**About this exercise**.
Find the lines below that contain the string "nested", count them, and give only the number.

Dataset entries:
--
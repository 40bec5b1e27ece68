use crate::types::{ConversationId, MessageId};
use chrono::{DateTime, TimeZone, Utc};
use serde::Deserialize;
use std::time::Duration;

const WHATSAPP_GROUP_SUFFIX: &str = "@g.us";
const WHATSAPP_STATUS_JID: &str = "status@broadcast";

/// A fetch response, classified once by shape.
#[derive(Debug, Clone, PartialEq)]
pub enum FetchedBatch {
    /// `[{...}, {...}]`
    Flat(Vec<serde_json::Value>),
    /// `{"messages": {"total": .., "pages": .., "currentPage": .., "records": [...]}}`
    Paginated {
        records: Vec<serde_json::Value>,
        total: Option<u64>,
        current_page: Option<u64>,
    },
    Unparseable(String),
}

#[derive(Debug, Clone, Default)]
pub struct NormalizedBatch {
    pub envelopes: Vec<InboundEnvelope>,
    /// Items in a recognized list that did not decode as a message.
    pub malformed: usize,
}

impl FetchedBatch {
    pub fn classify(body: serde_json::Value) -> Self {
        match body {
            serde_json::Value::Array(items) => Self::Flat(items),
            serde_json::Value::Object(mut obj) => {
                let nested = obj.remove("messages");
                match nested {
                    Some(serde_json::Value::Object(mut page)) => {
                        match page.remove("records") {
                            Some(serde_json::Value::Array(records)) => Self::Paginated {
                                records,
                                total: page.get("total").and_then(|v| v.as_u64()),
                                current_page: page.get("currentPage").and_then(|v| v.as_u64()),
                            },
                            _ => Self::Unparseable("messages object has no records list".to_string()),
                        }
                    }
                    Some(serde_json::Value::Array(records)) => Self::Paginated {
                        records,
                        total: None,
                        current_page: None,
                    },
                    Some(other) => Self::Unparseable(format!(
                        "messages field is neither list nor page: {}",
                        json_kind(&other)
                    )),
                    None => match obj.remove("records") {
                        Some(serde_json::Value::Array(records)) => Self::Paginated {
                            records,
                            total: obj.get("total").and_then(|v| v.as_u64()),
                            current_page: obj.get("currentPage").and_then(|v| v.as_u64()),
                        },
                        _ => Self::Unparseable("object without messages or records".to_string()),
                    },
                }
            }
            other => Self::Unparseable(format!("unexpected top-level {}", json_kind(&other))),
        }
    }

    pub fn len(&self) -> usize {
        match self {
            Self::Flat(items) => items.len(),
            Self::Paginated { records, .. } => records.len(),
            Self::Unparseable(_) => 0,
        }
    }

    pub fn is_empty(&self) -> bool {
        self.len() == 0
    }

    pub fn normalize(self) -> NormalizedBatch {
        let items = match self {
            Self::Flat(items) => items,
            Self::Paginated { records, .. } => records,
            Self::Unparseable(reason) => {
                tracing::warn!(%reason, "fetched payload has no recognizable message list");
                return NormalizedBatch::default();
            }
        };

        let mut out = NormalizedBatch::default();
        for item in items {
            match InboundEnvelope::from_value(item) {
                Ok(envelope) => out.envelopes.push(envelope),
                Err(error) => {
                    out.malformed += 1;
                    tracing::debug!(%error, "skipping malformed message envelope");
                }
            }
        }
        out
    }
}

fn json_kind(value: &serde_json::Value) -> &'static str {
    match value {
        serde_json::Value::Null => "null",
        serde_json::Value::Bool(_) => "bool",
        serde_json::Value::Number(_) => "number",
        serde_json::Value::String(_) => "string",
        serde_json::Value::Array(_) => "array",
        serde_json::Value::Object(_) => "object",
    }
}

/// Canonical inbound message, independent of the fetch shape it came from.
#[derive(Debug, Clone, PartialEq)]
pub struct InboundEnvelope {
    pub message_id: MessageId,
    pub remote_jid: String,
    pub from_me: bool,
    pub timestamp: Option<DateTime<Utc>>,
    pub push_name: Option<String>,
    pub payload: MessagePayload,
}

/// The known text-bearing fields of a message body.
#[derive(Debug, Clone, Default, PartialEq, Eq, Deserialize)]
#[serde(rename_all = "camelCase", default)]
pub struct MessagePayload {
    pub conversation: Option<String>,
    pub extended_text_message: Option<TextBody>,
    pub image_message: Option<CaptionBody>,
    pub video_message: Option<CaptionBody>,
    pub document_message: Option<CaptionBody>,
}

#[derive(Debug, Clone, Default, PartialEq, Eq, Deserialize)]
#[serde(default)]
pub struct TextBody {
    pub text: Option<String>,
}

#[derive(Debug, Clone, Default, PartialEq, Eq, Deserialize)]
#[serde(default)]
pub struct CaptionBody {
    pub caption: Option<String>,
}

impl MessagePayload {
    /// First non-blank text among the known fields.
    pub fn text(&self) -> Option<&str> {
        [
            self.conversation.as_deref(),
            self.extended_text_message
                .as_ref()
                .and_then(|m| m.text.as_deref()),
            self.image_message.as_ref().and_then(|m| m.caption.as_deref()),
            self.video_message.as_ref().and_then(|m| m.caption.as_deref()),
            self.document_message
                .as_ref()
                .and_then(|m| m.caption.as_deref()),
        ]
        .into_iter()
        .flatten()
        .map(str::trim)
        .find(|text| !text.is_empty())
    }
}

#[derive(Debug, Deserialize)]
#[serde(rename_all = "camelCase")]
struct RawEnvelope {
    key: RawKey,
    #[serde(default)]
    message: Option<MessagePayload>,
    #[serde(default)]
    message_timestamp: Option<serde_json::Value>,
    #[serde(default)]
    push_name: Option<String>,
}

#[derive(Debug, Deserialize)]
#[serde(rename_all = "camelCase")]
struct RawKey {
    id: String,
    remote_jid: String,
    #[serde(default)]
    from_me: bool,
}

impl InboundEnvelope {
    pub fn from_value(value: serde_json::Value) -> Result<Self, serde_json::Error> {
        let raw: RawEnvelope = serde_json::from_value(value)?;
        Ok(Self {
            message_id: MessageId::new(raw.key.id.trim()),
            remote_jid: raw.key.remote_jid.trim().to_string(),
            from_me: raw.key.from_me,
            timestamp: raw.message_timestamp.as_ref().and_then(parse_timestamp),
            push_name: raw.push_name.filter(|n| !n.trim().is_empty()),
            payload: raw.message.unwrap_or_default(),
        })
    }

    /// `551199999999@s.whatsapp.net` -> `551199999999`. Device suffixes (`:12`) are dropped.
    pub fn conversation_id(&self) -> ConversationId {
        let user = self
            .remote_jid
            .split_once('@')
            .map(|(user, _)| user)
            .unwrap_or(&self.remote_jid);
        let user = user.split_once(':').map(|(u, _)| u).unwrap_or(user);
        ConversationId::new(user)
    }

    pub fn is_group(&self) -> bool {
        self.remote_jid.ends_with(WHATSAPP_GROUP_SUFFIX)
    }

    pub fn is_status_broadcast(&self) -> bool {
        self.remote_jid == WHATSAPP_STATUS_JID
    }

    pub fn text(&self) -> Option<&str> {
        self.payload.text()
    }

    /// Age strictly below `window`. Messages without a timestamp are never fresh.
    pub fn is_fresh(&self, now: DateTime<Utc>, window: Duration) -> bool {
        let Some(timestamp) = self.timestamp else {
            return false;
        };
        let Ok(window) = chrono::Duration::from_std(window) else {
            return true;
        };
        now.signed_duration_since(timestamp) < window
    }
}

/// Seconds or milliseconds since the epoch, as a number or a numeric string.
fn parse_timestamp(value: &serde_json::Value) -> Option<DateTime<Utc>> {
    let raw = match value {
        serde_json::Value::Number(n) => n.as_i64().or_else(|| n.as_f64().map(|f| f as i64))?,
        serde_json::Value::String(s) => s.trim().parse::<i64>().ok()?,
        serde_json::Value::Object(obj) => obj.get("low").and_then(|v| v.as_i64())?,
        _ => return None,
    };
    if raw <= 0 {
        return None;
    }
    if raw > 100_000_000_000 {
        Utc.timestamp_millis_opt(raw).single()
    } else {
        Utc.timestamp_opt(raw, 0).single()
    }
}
--
**Result below**.
2